Domanda

I am trying to develop a utility that will allow customization of strings after our product is deployed. Satellite assemblies seem to be a good way to go here. I have plenty of experience with using Microsoft.VisualBasic.VBCodeProvider and Microsoft.CSharp.CSharpCodeProvider as part of a process where code can be compiled and loaded at runtime. However, satellite assemblies don't seem to involve a full compile process. As I look around the web for information on building satellite assemblies, it seems that you need to skip the code compiling step and just use the link step (AL.exe) to link a compiled .resources file into a satellite DLL.

I've gotten as far as generating the compiled .resources files using System.Resources.ResourceWriter, but I'm now looking for an elegant way to invoke the functionality in AL.exe that will create a DLL from that. Sure I could simply invoke System.Diagnostics.Process.Start on AL.EXE, but that doesn't seem very elegant seeing as how .NET framework has built-in classes for building .resources files and for compiling VB.NET and C# source code.

At the very least I need a good way to get the path to an appropriate AL.EXE executable, but preferably there would simply be a .NET class that can accomplish the linking.

È stato utile?

Soluzione

I would recommend that you simply leave it as a .resources file, as described in this article.

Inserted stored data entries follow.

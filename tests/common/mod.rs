#![allow(dead_code)]

use axum::Router;
use axum::body::Body;
use axum::http::{Request, StatusCode};
use http_body_util::BodyExt;
use mesrs::mesrs_auth::Role;
use mesrs::mesrs_core::password::hash_password;
use mesrs::router::init_router;
use mesrs::state::AppState;
use serde_json::{Value, json};
use sqlx::PgPool;
use tower::ServiceExt;
use uuid::Uuid;

pub const PASSWORD: &str = "motdepasse123";

pub struct TestProfile {
    pub id: Uuid,
    pub email: String,
    pub password: String,
    pub role: Role,
}

pub struct TestStudent {
    pub id: Uuid,
    pub profile: TestProfile,
}

pub fn setup_test_app(pool: PgPool) -> Router {
    dotenvy::dotenv().ok();
    let mut state = AppState::from_env(pool);
    // oneshot requests carry no peer address for the governor to key on
    state.rate_limit_config.enabled = false;
    init_router(state)
}

pub fn unique(prefix: &str) -> String {
    format!("{prefix}{}", &Uuid::new_v4().simple().to_string()[..8]).to_uppercase()
}

pub fn generate_unique_email() -> String {
    format!("test-{}@mesrs.mr", Uuid::new_v4())
}

pub async fn create_test_profile(pool: &PgPool, role: Role) -> TestProfile {
    let email = generate_unique_email();
    let hashed = hash_password(PASSWORD).unwrap();

    let id: Uuid = sqlx::query_scalar(
        "INSERT INTO profiles (email, password_hash, first_name, last_name, role)
         VALUES ($1, $2, 'Test', 'Utilisateur', $3)
         RETURNING id",
    )
    .bind(&email)
    .bind(&hashed)
    .bind(role)
    .fetch_one(pool)
    .await
    .unwrap();

    TestProfile {
        id,
        email,
        password: PASSWORD.to_string(),
        role,
    }
}

pub async fn create_test_university(pool: &PgPool) -> Uuid {
    sqlx::query_scalar("INSERT INTO universities (code, name) VALUES ($1, $2) RETURNING id")
        .bind(unique("U"))
        .bind("Université de Test")
        .fetch_one(pool)
        .await
        .unwrap()
}

pub async fn create_test_academic_year(pool: &PgPool) -> Uuid {
    sqlx::query_scalar(
        "INSERT INTO academic_years (name, start_date, end_date, is_current)
         VALUES ($1, '2025-09-01', '2026-07-31', FALSE)
         RETURNING id",
    )
    .bind(unique("AY"))
    .fetch_one(pool)
    .await
    .unwrap()
}

pub async fn create_test_formation(pool: &PgPool, university_id: Uuid) -> Uuid {
    sqlx::query_scalar(
        "INSERT INTO formations (code, name, university_id, level)
         VALUES ($1, 'Licence en Informatique', $2, 'licence_1')
         RETURNING id",
    )
    .bind(unique("F"))
    .bind(university_id)
    .fetch_one(pool)
    .await
    .unwrap()
}

pub async fn create_test_student(
    pool: &PgPool,
    university_id: Uuid,
    formation_id: Option<Uuid>,
) -> TestStudent {
    let profile = create_test_profile(pool, Role::Student).await;
    let id: Uuid = sqlx::query_scalar(
        "INSERT INTO students (student_number, profile_id, university_id, formation_id)
         VALUES ($1, $2, $3, $4)
         RETURNING id",
    )
    .bind(unique("S"))
    .bind(profile.id)
    .bind(university_id)
    .bind(formation_id)
    .fetch_one(pool)
    .await
    .unwrap();

    TestStudent { id, profile }
}

pub async fn sign_in(app: &Router, profile: &TestProfile) -> String {
    let (status, body) = send(
        app,
        "POST",
        "/api/auth/signin",
        None,
        Some(json!({ "email": profile.email, "password": profile.password })),
    )
    .await;
    assert_eq!(status, StatusCode::OK, "sign in failed: {body}");
    body["access_token"].as_str().unwrap().to_string()
}

pub async fn send(
    app: &Router,
    method: &str,
    uri: &str,
    token: Option<&str>,
    body: Option<Value>,
) -> (StatusCode, Value) {
    send_with_headers(app, method, uri, token, body, &[]).await
}

pub async fn send_with_headers(
    app: &Router,
    method: &str,
    uri: &str,
    token: Option<&str>,
    body: Option<Value>,
    headers: &[(&str, &str)],
) -> (StatusCode, Value) {
    let mut builder = Request::builder().method(method).uri(uri);
    if let Some(token) = token {
        builder = builder.header("authorization", format!("Bearer {token}"));
    }
    for (name, value) in headers {
        builder = builder.header(*name, *value);
    }

    let request = match body {
        Some(body) => builder
            .header("content-type", "application/json")
            .body(Body::from(body.to_string()))
            .unwrap(),
        None => builder.body(Body::empty()).unwrap(),
    };

    let response = app.clone().oneshot(request).await.unwrap();
    let status = response.status();
    let bytes = response.into_body().collect().await.unwrap().to_bytes();
    let value = if bytes.is_empty() {
        Value::Null
    } else {
        serde_json::from_slice(&bytes).unwrap_or(Value::Null)
    };
    (status, value)
}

Dim resourceMgr = ResourceManager.CreateFileBasedResourceManager(resourceName, resourcePath, Nothing)

Since MSDN notes that this locks the file, preventing updating an ASP.NET site, you may also wish to make a copy of the resource directory before creating the resource manager. Depending on how and when you plan to update them, you may also wish to keep these resource files under the App_Data folder.